### Goal of the exercise
Only lines with the string "RunSummary" are wanted. Pull them out of the data.

Stored data entries
------

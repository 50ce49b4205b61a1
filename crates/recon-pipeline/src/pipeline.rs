//! 파이프라인 오케스트레이션 -- 토크나이저/정규화/필터/기록의 전체 흐름
//!
//! # 내부 아키텍처
//! ```text
//! BufRead -> RecordReader -> Normalizer -> IgnoreFilter -> BatchWriter -> PassiveStore
//!              (RawRecord)   (Normalized)   (Persistable)     (Observation)
//! ```
//!
//! 모든 단계는 지연 이터레이터로 연결됩니다. 기록기가 다음 레코드를 요청할 때만
//! 입력을 읽으므로 메모리 사용량은 local-bulk 버퍼를 제외하면 일정합니다.
//!
//! 레코드 단위 에러(토크나이저/정규화/필터)는 경고를 남기고 건너뜁니다.
//! 입력 I/O 에러는 스트림을 끝내고, 이미 받은 레코드를 모두 기록한 뒤 보고됩니다.

use std::io::BufRead;
use std::sync::Arc;

use passiverecon_core::error::RecordError;
use passiverecon_core::metrics as m;
use passiverecon_core::types::{PersistableRecord, RawRecord};

use crate::config::PipelineConfig;
use crate::enrich::Enricher;
use crate::error::ReconPipelineError;
use crate::filter::IgnoreFilter;
use crate::ignore::IgnoreRuleSet;
use crate::normalize::Normalizer;
use crate::parser::RecordReader;
use crate::store::PassiveStore;
use crate::writer::{BatchWriter, WriteReport};

/// 레코드 흐름 통계
///
/// `read == malformed + ignored + kept`가 항상 성립합니다.
#[derive(Debug, Clone, Copy, Default, PartialEq, Eq)]
pub struct PipelineStats {
    /// 토크나이저가 내놓은 레코드 수 (형식 오류 포함)
    pub read: u64,
    /// 형식 오류로 건너뛴 레코드 수
    pub malformed: u64,
    /// ignore 규칙으로 드롭된 레코드 수
    pub ignored: u64,
    /// 기록기로 전달된 레코드 수
    pub kept: u64,
}

/// 한 번의 실행 결과
#[derive(Debug, Clone, Copy, Default, PartialEq, Eq)]
pub struct RunSummary {
    /// 레코드 흐름 통계
    pub stats: PipelineStats,
    /// 기록 결과
    pub write: WriteReport,
}

/// passiverecon 파이프라인
///
/// # 사용 예시
/// ```ignore
/// use passiverecon_pipeline::{ReconPipeline, ReconInfos, SqliteStore};
///
/// let pipeline = ReconPipeline::load(config).await?;
/// let mut store = SqliteStore::open("/var/lib/passiverecon/passive.db")?;
/// let summary = pipeline.run(std::io::stdin().lock(), &mut store, &ReconInfos)?;
/// ```
pub struct ReconPipeline {
    config: PipelineConfig,
    normalizer: Normalizer,
    filter: IgnoreFilter,
}

impl ReconPipeline {
    /// 빌더를 생성합니다.
    pub fn builder() -> ReconPipelineBuilder {
        ReconPipelineBuilder::new()
    }

    /// 설정의 ignore 규칙 파일을 로드하여 파이프라인을 생성합니다.
    ///
    /// # Errors
    /// 설정이 유효하지 않거나 규칙 파일을 로드할 수 없는 경우
    pub async fn load(config: PipelineConfig) -> Result<Self, ReconPipelineError> {
        config.validate()?;
        let rules = IgnoreRuleSet::load(config.ignore_spec.as_deref()).await?;
        Self::builder().config(config).rules(Arc::new(rules)).build()
    }

    /// 파이프라인 설정
    pub fn config(&self) -> &PipelineConfig {
        &self.config
    }

    /// 공유 ignore 규칙 집합
    pub fn rules(&self) -> &Arc<IgnoreRuleSet> {
        self.filter.rules()
    }

    /// 원시 레코드 하나를 정규화하고 필터링합니다.
    ///
    /// 드롭되면 `Ok(None)`입니다.
    pub fn process_one(&self, raw: RawRecord) -> Result<Option<PersistableRecord>, RecordError> {
        let normalized = self.normalizer.normalize(raw)?;
        self.filter.process(normalized)
    }

    /// 원시 레코드 이터레이터를 저장 가능한 레코드의 지연 스트림으로 변환합니다.
    pub fn stream<I>(&self, raw: I) -> RecordStream<'_, I::IntoIter>
    where
        I: IntoIterator<Item = Result<RawRecord, ReconPipelineError>>,
    {
        RecordStream {
            pipeline: self,
            inner: raw.into_iter(),
            stats: PipelineStats::default(),
            fatal: None,
        }
    }

    /// 입력을 끝까지 읽어 저장소에 기록합니다.
    ///
    /// # Errors
    /// - 기록 전략이 중단된 경우 (`Store`)
    /// - 입력 I/O 에러 (`Io`), 이 경우에도 이미 읽은 레코드는 기록된 뒤 반환
    pub fn run<R, S, E>(
        &self,
        input: R,
        store: S,
        enricher: &E,
    ) -> Result<RunSummary, ReconPipelineError>
    where
        R: BufRead,
        S: PassiveStore,
        E: Enricher + ?Sized,
    {
        let reader = RecordReader::new(input, self.config.input_format);
        let mut stream = self.stream(reader);
        let mut writer = BatchWriter::new(store, self.config.write_mode)
            .with_bulk_batch_size(self.config.bulk_batch_size)
            .with_local_bulk_max_entries(self.config.local_bulk_max_entries);

        let write = writer.write(&mut stream, enricher)?;
        let stats = stream.finish()?;

        tracing::debug!(
            read = stats.read,
            malformed = stats.malformed,
            ignored = stats.ignored,
            kept = stats.kept,
            committed = write.committed,
            failed = write.failed,
            "pipeline run finished"
        );
        Ok(RunSummary { stats, write })
    }
}

/// 저장 가능한 레코드의 지연 스트림
///
/// 레코드 단위 에러는 통계에 남기고 건너뜁니다. 치명적 에러(입력 I/O)가
/// 발생하면 스트림이 끝나며, [`RecordStream::finish`]가 그 에러를 반환합니다.
pub struct RecordStream<'a, I> {
    pipeline: &'a ReconPipeline,
    inner: I,
    stats: PipelineStats,
    fatal: Option<ReconPipelineError>,
}

impl<I> RecordStream<'_, I> {
    /// 현재까지의 통계
    pub fn stats(&self) -> PipelineStats {
        self.stats
    }

    /// 스트림을 종료하고 통계를 반환합니다.
    ///
    /// # Errors
    /// 스트림이 치명적 에러로 끝난 경우 그 에러
    pub fn finish(self) -> Result<PipelineStats, ReconPipelineError> {
        match self.fatal {
            Some(e) => Err(e),
            None => Ok(self.stats),
        }
    }

    fn skip_malformed(&mut self, stage: &'static str, error: &dyn std::fmt::Display) {
        self.stats.malformed += 1;
        metrics::counter!(m::RECORDS_MALFORMED_TOTAL, m::LABEL_REASON => stage).increment(1);
        tracing::warn!(stage, error = %error, "skipping malformed record");
    }
}

impl<I> Iterator for RecordStream<'_, I>
where
    I: Iterator<Item = Result<RawRecord, ReconPipelineError>>,
{
    type Item = PersistableRecord;

    fn next(&mut self) -> Option<Self::Item> {
        if self.fatal.is_some() {
            return None;
        }

        loop {
            let raw = match self.inner.next()? {
                Ok(raw) => raw,
                Err(e) if e.is_record_level() => {
                    self.stats.read += 1;
                    metrics::counter!(m::RECORDS_READ_TOTAL).increment(1);
                    self.skip_malformed("tokenize", &e);
                    continue;
                }
                Err(e) => {
                    tracing::error!(error = %e, "input stream failed");
                    self.fatal = Some(e);
                    return None;
                }
            };
            self.stats.read += 1;
            metrics::counter!(m::RECORDS_READ_TOTAL).increment(1);

            let normalized = match self.pipeline.normalizer.normalize(raw) {
                Ok(record) => record,
                Err(e) => {
                    self.skip_malformed("normalize", &e);
                    continue;
                }
            };

            match self.pipeline.filter.process(normalized) {
                Ok(Some(record)) => {
                    self.stats.kept += 1;
                    metrics::counter!(m::RECORDS_KEPT_TOTAL).increment(1);
                    return Some(record);
                }
                Ok(None) => {
                    self.stats.ignored += 1;
                    metrics::counter!(m::RECORDS_IGNORED_TOTAL).increment(1);
                }
                Err(e) => self.skip_malformed("filter", &e),
            }
        }
    }
}

/// [`ReconPipeline`] 빌더
#[derive(Default)]
pub struct ReconPipelineBuilder {
    config: PipelineConfig,
    rules: Option<Arc<IgnoreRuleSet>>,
}

impl ReconPipelineBuilder {
    /// 기본 설정으로 빌더를 생성합니다.
    pub fn new() -> Self {
        Self::default()
    }

    /// 파이프라인 설정을 지정합니다.
    pub fn config(mut self, config: PipelineConfig) -> Self {
        self.config = config;
        self
    }

    /// 이미 로드된 ignore 규칙 집합을 지정합니다.
    pub fn rules(mut self, rules: Arc<IgnoreRuleSet>) -> Self {
        self.rules = Some(rules);
        self
    }

    /// 파이프라인을 생성합니다.
    ///
    /// # Errors
    /// - 설정이 유효하지 않은 경우
    /// - 설정에 규칙 파일이 있는데 규칙 집합이 주어지지 않은 경우
    ///   ([`ReconPipeline::load`]를 사용해야 함)
    pub fn build(self) -> Result<ReconPipeline, ReconPipelineError> {
        self.config.validate()?;

        let rules = match (self.rules, &self.config.ignore_spec) {
            (Some(rules), _) => rules,
            (None, None) => Arc::new(IgnoreRuleSet::empty()),
            (None, Some(path)) => {
                return Err(ReconPipelineError::Config {
                    field: "ignore_spec".to_owned(),
                    reason: format!(
                        "{} is configured but not loaded; use ReconPipeline::load",
                        path.display()
                    ),
                });
            }
        };

        let normalizer = Normalizer::new(self.config.recon_prefix_len)
            .with_sensor(self.config.sensor.as_deref());
        let filter = IgnoreFilter::new(rules).with_max_value_len(self.config.max_value_len);

        Ok(ReconPipeline {
            config: self.config,
            normalizer,
            filter,
        })
    }
}

#[cfg(test)]
mod tests {
    use super::*;
    use crate::config::PipelineConfigBuilder;
    use passiverecon_core::types::FieldValue;

    fn raw(ts: f64, host: &str) -> RawRecord {
        RawRecord::new()
            .with_field("ts", ts)
            .with_field("recon_type", "PassiveRecon::SSL_SERVER")
            .with_field("host", host)
            .with_field("srvport", 443_i64)
            .with_field("source", "cert")
            .with_field("value", "MIIB")
    }

    fn pipeline() -> ReconPipeline {
        ReconPipeline::builder()
            .config(PipelineConfigBuilder::new().sensor("s1").build().unwrap())
            .build()
            .unwrap()
    }

    #[test]
    fn process_one_keeps_record() {
        let record = pipeline().process_one(raw(1.0, "10.0.0.5")).unwrap().unwrap();
        assert_eq!(record.recon_type, "SSL_SERVER");
        assert_eq!(record.sensor.as_deref(), Some("s1"));
    }

    #[test]
    fn stream_counts_every_outcome() {
        let pipeline = pipeline();
        let input: Vec<Result<RawRecord, ReconPipelineError>> = vec![
            Ok(raw(1.0, "10.0.0.5")),
            Err(RecordError::Tokenize {
                line: 2,
                reason: "bad".to_owned(),
            }
            .into()),
            Ok(RawRecord::new().with_field("recon_type", "PassiveRecon::X")),
            Ok(raw(2.0, "not-an-ip")),
            Ok(raw(3.0, "10.0.0.6")),
        ];
        let mut stream = pipeline.stream(input);
        let kept: Vec<_> = stream.by_ref().collect();
        assert_eq!(kept.len(), 2);

        let stats = stream.finish().unwrap();
        assert_eq!(
            stats,
            PipelineStats {
                read: 5,
                malformed: 3,
                ignored: 0,
                kept: 2,
            }
        );
    }

    #[test]
    fn fatal_error_ends_stream() {
        let pipeline = pipeline();
        let input: Vec<Result<RawRecord, ReconPipelineError>> = vec![
            Ok(raw(1.0, "10.0.0.5")),
            Err(std::io::Error::other("disk gone").into()),
            Ok(raw(2.0, "10.0.0.6")),
        ];
        let mut stream = pipeline.stream(input);
        assert!(stream.next().is_some());
        assert!(stream.next().is_none());
        assert!(stream.next().is_none());
        assert!(matches!(stream.finish(), Err(ReconPipelineError::Io(_))));
    }

    #[test]
    fn build_without_loaded_rules_fails_when_spec_configured() {
        let config = PipelineConfigBuilder::new()
            .ignore_spec("/etc/passiverecon/ignore.yml")
            .build()
            .unwrap();
        let result = ReconPipeline::builder().config(config).build();
        assert!(matches!(result, Err(ReconPipelineError::Config { .. })));
    }

    #[test]
    fn pass_through_fields_survive() {
        let record = pipeline()
            .process_one(raw(1.0, "10.0.0.5").with_field("uid", "CAbc"))
            .unwrap()
            .unwrap();
        assert_eq!(record.fields.get("uid"), Some(&FieldValue::from("CAbc")));
    }
}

------

### Worked solution
pub struct RunSummary {
    ) -> Result<RunSummary, ReconPipelineError>
        Ok(RunSummary { stats, write })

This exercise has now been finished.